> YOUR ASSIGNMENT:
Where a line in the listing below contains the word "SIGKILL", copy that line.

> DATA TO PROCESS:

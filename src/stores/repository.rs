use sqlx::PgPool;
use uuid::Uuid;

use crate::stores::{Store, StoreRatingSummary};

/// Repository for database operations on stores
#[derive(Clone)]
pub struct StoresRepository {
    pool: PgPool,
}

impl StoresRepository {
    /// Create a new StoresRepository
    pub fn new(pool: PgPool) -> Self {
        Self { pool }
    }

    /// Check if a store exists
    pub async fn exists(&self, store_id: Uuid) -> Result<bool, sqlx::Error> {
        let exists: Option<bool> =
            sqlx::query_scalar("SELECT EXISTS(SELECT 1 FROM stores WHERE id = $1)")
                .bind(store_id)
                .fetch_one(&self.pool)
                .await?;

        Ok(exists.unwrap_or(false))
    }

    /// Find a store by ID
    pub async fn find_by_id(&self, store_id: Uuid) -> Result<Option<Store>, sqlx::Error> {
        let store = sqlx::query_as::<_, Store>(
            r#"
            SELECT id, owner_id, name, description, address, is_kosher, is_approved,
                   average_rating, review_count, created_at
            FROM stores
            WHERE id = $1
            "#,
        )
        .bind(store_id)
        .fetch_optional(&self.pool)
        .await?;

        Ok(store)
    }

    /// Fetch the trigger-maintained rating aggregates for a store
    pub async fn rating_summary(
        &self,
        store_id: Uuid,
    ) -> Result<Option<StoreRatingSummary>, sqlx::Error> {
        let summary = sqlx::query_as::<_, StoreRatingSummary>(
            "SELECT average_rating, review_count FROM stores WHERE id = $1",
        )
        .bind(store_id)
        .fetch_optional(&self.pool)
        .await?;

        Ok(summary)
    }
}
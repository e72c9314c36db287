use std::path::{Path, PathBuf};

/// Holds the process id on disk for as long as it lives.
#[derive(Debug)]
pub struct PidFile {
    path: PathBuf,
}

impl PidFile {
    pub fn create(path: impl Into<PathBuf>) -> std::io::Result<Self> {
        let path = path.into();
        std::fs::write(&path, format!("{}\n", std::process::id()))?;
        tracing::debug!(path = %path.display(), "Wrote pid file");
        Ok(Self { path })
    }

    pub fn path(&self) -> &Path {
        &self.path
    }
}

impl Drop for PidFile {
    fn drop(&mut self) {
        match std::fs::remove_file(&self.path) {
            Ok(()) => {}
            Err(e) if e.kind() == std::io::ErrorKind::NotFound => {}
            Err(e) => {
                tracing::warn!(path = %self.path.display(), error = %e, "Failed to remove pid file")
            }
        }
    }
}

---

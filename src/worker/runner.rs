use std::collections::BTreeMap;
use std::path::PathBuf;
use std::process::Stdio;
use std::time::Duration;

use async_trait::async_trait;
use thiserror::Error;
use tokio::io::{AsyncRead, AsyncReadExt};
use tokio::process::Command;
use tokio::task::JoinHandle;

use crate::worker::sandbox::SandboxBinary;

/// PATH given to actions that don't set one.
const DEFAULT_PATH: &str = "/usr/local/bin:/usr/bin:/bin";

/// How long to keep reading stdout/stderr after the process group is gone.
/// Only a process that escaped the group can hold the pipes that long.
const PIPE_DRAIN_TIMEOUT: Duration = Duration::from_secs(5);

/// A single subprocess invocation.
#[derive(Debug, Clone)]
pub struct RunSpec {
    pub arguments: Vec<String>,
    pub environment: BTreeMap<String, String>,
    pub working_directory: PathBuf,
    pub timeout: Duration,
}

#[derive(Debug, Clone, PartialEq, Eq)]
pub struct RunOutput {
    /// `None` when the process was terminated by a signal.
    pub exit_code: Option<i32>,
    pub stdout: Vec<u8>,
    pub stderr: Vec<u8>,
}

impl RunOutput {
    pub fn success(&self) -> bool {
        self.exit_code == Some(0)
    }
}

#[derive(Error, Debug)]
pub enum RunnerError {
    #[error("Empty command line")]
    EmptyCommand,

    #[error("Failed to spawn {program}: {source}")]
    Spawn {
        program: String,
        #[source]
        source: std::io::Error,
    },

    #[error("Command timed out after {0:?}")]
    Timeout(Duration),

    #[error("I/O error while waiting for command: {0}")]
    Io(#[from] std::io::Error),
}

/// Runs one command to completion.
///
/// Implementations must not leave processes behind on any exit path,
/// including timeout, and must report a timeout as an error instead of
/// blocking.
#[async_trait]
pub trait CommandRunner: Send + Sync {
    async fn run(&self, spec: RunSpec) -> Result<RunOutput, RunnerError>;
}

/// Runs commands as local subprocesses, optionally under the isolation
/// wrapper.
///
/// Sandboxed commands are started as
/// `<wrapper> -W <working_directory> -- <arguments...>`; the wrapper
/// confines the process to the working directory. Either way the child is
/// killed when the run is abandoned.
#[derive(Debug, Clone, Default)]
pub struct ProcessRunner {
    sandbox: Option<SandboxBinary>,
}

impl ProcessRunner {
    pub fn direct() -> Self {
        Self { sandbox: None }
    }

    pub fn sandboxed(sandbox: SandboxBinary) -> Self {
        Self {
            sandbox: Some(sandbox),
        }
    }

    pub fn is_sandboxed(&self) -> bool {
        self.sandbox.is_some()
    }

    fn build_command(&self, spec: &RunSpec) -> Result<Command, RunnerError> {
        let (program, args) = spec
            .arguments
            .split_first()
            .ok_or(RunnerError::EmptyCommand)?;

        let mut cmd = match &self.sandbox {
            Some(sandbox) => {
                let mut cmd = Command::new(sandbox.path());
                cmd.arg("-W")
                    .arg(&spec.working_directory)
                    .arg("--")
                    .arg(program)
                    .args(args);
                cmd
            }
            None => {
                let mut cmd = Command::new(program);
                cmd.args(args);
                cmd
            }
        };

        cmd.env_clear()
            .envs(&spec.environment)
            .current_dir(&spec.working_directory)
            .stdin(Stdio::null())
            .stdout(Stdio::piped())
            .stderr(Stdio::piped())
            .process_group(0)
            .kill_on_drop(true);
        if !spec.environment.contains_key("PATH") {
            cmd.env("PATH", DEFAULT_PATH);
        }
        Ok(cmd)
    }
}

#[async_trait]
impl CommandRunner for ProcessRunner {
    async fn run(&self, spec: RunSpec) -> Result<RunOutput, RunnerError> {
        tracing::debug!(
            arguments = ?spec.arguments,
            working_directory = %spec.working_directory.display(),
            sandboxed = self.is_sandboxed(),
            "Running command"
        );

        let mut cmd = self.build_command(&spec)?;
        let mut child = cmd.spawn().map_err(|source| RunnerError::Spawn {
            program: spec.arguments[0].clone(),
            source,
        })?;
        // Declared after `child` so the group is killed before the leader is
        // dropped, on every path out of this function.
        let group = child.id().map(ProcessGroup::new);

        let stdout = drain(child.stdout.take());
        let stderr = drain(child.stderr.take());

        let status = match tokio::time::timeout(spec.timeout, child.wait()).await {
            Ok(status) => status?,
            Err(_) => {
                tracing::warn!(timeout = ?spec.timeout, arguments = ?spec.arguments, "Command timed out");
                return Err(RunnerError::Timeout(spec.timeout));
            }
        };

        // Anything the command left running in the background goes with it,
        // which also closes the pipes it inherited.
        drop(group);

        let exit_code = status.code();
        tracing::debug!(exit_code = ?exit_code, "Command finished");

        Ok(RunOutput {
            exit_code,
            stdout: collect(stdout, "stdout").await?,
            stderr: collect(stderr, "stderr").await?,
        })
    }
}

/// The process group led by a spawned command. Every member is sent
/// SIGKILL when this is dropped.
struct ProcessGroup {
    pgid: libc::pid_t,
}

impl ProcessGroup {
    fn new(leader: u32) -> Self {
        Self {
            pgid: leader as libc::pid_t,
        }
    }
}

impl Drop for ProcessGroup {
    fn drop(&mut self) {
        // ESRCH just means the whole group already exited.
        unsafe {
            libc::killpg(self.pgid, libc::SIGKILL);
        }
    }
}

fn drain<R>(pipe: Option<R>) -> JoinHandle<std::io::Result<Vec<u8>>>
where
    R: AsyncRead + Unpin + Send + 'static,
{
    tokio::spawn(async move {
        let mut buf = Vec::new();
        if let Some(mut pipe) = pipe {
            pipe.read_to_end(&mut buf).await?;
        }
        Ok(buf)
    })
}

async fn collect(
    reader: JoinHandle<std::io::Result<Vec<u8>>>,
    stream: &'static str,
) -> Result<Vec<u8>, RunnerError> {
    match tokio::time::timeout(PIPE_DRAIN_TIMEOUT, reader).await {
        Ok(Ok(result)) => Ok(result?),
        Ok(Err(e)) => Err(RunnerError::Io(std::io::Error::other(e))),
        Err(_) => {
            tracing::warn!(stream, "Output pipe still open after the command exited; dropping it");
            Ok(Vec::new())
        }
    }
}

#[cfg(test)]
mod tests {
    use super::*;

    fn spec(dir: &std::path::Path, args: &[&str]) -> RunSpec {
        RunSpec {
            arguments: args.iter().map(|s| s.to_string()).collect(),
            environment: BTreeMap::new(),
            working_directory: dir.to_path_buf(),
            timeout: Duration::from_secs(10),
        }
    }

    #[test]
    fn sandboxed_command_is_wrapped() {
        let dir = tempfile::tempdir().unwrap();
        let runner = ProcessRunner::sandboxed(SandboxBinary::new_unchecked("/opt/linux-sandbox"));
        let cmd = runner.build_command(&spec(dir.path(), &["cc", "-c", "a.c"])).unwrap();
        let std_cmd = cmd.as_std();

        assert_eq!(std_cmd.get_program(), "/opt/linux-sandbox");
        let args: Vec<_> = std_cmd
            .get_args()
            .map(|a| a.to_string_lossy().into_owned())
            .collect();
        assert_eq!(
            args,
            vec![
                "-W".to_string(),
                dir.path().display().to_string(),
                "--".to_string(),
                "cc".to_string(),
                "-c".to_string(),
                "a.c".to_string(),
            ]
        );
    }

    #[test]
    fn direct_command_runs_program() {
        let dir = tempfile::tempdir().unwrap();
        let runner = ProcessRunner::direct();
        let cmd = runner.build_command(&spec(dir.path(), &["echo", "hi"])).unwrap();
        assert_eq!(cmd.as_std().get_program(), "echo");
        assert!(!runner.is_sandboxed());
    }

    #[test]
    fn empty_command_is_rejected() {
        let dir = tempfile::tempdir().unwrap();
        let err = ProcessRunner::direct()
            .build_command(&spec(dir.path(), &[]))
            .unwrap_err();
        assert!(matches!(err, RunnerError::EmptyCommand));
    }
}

> WRITTEN ANSWER:
/// SIGKILL when this is dropped.
            libc::killpg(self.pgid, libc::SIGKILL);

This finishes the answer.